▸ Provided entries
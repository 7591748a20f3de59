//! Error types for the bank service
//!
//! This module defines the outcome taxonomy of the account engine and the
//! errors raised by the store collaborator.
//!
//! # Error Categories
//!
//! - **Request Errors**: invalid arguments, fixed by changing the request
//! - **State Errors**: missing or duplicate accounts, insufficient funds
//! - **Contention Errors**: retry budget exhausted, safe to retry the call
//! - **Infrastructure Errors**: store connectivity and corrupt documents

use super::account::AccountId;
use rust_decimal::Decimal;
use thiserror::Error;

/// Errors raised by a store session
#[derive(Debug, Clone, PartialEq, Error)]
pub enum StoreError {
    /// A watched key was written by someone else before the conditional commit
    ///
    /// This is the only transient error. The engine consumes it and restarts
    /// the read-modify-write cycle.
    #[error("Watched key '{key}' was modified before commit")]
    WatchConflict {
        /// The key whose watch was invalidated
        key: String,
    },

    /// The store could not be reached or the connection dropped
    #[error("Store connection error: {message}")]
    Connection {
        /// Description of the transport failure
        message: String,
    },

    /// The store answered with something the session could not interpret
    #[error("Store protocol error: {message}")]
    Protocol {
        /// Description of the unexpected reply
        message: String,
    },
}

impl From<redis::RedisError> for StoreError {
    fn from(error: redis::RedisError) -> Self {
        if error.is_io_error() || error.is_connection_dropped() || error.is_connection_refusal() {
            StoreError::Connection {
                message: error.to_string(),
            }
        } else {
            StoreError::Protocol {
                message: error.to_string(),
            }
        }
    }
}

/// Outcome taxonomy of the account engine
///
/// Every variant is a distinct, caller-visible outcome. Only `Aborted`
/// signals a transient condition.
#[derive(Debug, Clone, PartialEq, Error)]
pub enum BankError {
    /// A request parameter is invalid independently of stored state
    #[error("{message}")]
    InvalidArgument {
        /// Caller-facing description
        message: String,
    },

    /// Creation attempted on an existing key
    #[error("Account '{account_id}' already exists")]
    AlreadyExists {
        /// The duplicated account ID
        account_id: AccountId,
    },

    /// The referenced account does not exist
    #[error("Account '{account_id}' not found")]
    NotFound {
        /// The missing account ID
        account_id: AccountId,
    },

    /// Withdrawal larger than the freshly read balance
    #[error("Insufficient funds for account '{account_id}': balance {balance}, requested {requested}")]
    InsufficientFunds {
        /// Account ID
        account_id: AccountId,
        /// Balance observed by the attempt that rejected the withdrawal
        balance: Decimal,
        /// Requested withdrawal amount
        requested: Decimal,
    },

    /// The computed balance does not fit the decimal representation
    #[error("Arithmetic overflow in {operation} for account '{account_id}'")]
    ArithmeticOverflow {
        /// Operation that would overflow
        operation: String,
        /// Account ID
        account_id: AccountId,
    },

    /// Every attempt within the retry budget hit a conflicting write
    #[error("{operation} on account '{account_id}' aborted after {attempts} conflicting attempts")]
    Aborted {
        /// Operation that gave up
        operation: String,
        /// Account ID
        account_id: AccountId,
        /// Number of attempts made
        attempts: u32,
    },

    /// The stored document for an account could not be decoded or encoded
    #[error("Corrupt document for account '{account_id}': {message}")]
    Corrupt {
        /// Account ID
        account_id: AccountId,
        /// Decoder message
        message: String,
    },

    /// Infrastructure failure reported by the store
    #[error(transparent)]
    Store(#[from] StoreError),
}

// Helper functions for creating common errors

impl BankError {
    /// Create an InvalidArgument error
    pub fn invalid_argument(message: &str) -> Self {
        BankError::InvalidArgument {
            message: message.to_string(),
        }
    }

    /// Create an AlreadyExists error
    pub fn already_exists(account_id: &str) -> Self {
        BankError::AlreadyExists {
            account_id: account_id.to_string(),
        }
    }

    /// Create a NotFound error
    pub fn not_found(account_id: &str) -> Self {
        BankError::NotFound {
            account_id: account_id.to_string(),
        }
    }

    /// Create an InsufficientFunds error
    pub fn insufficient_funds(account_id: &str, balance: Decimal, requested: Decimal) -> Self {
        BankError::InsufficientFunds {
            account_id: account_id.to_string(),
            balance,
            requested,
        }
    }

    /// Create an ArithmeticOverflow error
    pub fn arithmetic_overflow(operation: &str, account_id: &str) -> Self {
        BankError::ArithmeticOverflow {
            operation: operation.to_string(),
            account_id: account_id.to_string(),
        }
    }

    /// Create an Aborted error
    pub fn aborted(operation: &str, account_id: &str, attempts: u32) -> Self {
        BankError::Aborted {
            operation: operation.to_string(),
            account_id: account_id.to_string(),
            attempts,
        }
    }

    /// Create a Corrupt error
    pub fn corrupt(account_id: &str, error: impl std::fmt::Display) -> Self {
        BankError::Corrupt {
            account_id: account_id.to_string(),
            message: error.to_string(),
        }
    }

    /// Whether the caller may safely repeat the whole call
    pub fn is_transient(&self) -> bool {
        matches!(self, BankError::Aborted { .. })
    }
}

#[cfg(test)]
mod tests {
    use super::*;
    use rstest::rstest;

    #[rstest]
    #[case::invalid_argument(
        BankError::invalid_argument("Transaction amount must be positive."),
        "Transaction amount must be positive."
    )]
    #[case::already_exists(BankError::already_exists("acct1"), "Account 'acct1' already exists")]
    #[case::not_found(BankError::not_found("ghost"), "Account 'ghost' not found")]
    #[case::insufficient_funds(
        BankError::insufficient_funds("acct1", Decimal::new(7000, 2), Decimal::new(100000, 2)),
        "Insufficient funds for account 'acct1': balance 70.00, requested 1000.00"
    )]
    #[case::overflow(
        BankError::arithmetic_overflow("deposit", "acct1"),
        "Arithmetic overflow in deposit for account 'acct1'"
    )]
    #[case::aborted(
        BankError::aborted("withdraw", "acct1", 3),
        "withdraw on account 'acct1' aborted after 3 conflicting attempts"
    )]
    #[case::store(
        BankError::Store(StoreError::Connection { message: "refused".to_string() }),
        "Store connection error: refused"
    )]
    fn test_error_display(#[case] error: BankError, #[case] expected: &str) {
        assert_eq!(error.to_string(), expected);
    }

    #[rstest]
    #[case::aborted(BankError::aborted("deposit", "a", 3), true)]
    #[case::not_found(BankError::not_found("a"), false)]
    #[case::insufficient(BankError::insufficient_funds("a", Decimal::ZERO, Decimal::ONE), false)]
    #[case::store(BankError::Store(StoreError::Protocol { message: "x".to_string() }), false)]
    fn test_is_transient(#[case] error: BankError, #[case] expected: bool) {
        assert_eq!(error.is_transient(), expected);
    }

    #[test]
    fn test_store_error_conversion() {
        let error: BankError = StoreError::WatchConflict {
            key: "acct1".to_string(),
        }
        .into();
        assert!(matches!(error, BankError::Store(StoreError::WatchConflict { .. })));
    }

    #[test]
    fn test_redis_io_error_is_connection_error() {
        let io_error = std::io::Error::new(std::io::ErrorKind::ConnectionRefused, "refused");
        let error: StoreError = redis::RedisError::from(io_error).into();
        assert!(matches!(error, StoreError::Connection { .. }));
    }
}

▸ Exercise aim
The answer should contain every line of the data, unchanged.

▸ Answer for this exercise
repository 7591748a20f3de59
//! Error types for the bank service
//!
//! This module defines the outcome taxonomy of the account engine and the
//! errors raised by the store collaborator.
//!
//! # Error Categories
//!
//! - **Request Errors**: invalid arguments, fixed by changing the request
//! - **State Errors**: missing or duplicate accounts, insufficient funds
//! - **Contention Errors**: retry budget exhausted, safe to retry the call
//! - **Infrastructure Errors**: store connectivity and corrupt documents

use super::account::AccountId;
use rust_decimal::Decimal;
use thiserror::Error;

/// Errors raised by a store session
#[derive(Debug, Clone, PartialEq, Error)]
pub enum StoreError {
    /// A watched key was written by someone else before the conditional commit
    ///
    /// This is the only transient error. The engine consumes it and restarts
    /// the read-modify-write cycle.
    #[error("Watched key '{key}' was modified before commit")]
    WatchConflict {
        /// The key whose watch was invalidated
        key: String,
    },

    /// The store could not be reached or the connection dropped
    #[error("Store connection error: {message}")]
    Connection {
        /// Description of the transport failure
        message: String,
    },

    /// The store answered with something the session could not interpret
    #[error("Store protocol error: {message}")]
    Protocol {
        /// Description of the unexpected reply
        message: String,
    },
}

impl From<redis::RedisError> for StoreError {
    fn from(error: redis::RedisError) -> Self {
        if error.is_io_error() || error.is_connection_dropped() || error.is_connection_refusal() {
            StoreError::Connection {
                message: error.to_string(),
            }
        } else {
            StoreError::Protocol {
                message: error.to_string(),
            }
        }
    }
}

/// Outcome taxonomy of the account engine
///
/// Every variant is a distinct, caller-visible outcome. Only `Aborted`
/// signals a transient condition.
#[derive(Debug, Clone, PartialEq, Error)]
pub enum BankError {
    /// A request parameter is invalid independently of stored state
    #[error("{message}")]
    InvalidArgument {
        /// Caller-facing description
        message: String,
    },

    /// Creation attempted on an existing key
    #[error("Account '{account_id}' already exists")]
    AlreadyExists {
        /// The duplicated account ID
        account_id: AccountId,
    },

    /// The referenced account does not exist
    #[error("Account '{account_id}' not found")]
    NotFound {
        /// The missing account ID
        account_id: AccountId,
    },

    /// Withdrawal larger than the freshly read balance
    #[error("Insufficient funds for account '{account_id}': balance {balance}, requested {requested}")]
    InsufficientFunds {
        /// Account ID
        account_id: AccountId,
        /// Balance observed by the attempt that rejected the withdrawal
        balance: Decimal,
        /// Requested withdrawal amount
        requested: Decimal,
    },

    /// The computed balance does not fit the decimal representation
    #[error("Arithmetic overflow in {operation} for account '{account_id}'")]
    ArithmeticOverflow {
        /// Operation that would overflow
        operation: String,
        /// Account ID
        account_id: AccountId,
    },

    /// Every attempt within the retry budget hit a conflicting write
    #[error("{operation} on account '{account_id}' aborted after {attempts} conflicting attempts")]
    Aborted {
        /// Operation that gave up
        operation: String,
        /// Account ID
        account_id: AccountId,
        /// Number of attempts made
        attempts: u32,
    },

    /// The stored document for an account could not be decoded or encoded
    #[error("Corrupt document for account '{account_id}': {message}")]
    Corrupt {
        /// Account ID
        account_id: AccountId,
        /// Decoder message
        message: String,
    },

    /// Infrastructure failure reported by the store
    #[error(transparent)]
    Store(#[from] StoreError),
}

// Helper functions for creating common errors

impl BankError {
    /// Create an InvalidArgument error
    pub fn invalid_argument(message: &str) -> Self {
        BankError::InvalidArgument {
            message: message.to_string(),
        }
    }

    /// Create an AlreadyExists error
    pub fn already_exists(account_id: &str) -> Self {
        BankError::AlreadyExists {
            account_id: account_id.to_string(),
        }
    }

    /// Create a NotFound error
    pub fn not_found(account_id: &str) -> Self {
        BankError::NotFound {
            account_id: account_id.to_string(),
        }
    }

    /// Create an InsufficientFunds error
    pub fn insufficient_funds(account_id: &str, balance: Decimal, requested: Decimal) -> Self {
        BankError::InsufficientFunds {
            account_id: account_id.to_string(),
            balance,
            requested,
        }
    }

    /// Create an ArithmeticOverflow error
    pub fn arithmetic_overflow(operation: &str, account_id: &str) -> Self {
        BankError::ArithmeticOverflow {
            operation: operation.to_string(),
            account_id: account_id.to_string(),
        }
    }

    /// Create an Aborted error
    pub fn aborted(operation: &str, account_id: &str, attempts: u32) -> Self {
        BankError::Aborted {
            operation: operation.to_string(),
            account_id: account_id.to_string(),
            attempts,
        }
    }

    /// Create a Corrupt error
    pub fn corrupt(account_id: &str, error: impl std::fmt::Display) -> Self {
        BankError::Corrupt {
            account_id: account_id.to_string(),
            message: error.to_string(),
        }
    }

    /// Whether the caller may safely repeat the whole call
    pub fn is_transient(&self) -> bool {
        matches!(self, BankError::Aborted { .. })
    }
}

#[cfg(test)]
mod tests {
    use super::*;
    use rstest::rstest;

    #[rstest]
    #[case::invalid_argument(
        BankError::invalid_argument("Transaction amount must be positive."),
        "Transaction amount must be positive."
    )]
    #[case::already_exists(BankError::already_exists("acct1"), "Account 'acct1' already exists")]
    #[case::not_found(BankError::not_found("ghost"), "Account 'ghost' not found")]
    #[case::insufficient_funds(
        BankError::insufficient_funds("acct1", Decimal::new(7000, 2), Decimal::new(100000, 2)),
        "Insufficient funds for account 'acct1': balance 70.00, requested 1000.00"
    )]
    #[case::overflow(
        BankError::arithmetic_overflow("deposit", "acct1"),
        "Arithmetic overflow in deposit for account 'acct1'"
    )]
    #[case::aborted(
        BankError::aborted("withdraw", "acct1", 3),
        "withdraw on account 'acct1' aborted after 3 conflicting attempts"
    )]
    #[case::store(
        BankError::Store(StoreError::Connection { message: "refused".to_string() }),
        "Store connection error: refused"
    )]
    fn test_error_display(#[case] error: BankError, #[case] expected: &str) {
        assert_eq!(error.to_string(), expected);
    }

    #[rstest]
    #[case::aborted(BankError::aborted("deposit", "a", 3), true)]
    #[case::not_found(BankError::not_found("a"), false)]
    #[case::insufficient(BankError::insufficient_funds("a", Decimal::ZERO, Decimal::ONE), false)]
    #[case::store(BankError::Store(StoreError::Protocol { message: "x".to_string() }), false)]
    fn test_is_transient(#[case] error: BankError, #[case] expected: bool) {
        assert_eq!(error.is_transient(), expected);
    }

    #[test]
    fn test_store_error_conversion() {
        let error: BankError = StoreError::WatchConflict {
            key: "acct1".to_string(),
        }
        .into();
        assert!(matches!(error, BankError::Store(StoreError::WatchConflict { .. })));
    }

    #[test]
    fn test_redis_io_error_is_connection_error() {
        let io_error = std::io::Error::new(std::io::ErrorKind::ConnectionRefused, "refused");
        let error: StoreError = redis::RedisError::from(io_error).into();
        assert!(matches!(error, StoreError::Connection { .. }));
    }
}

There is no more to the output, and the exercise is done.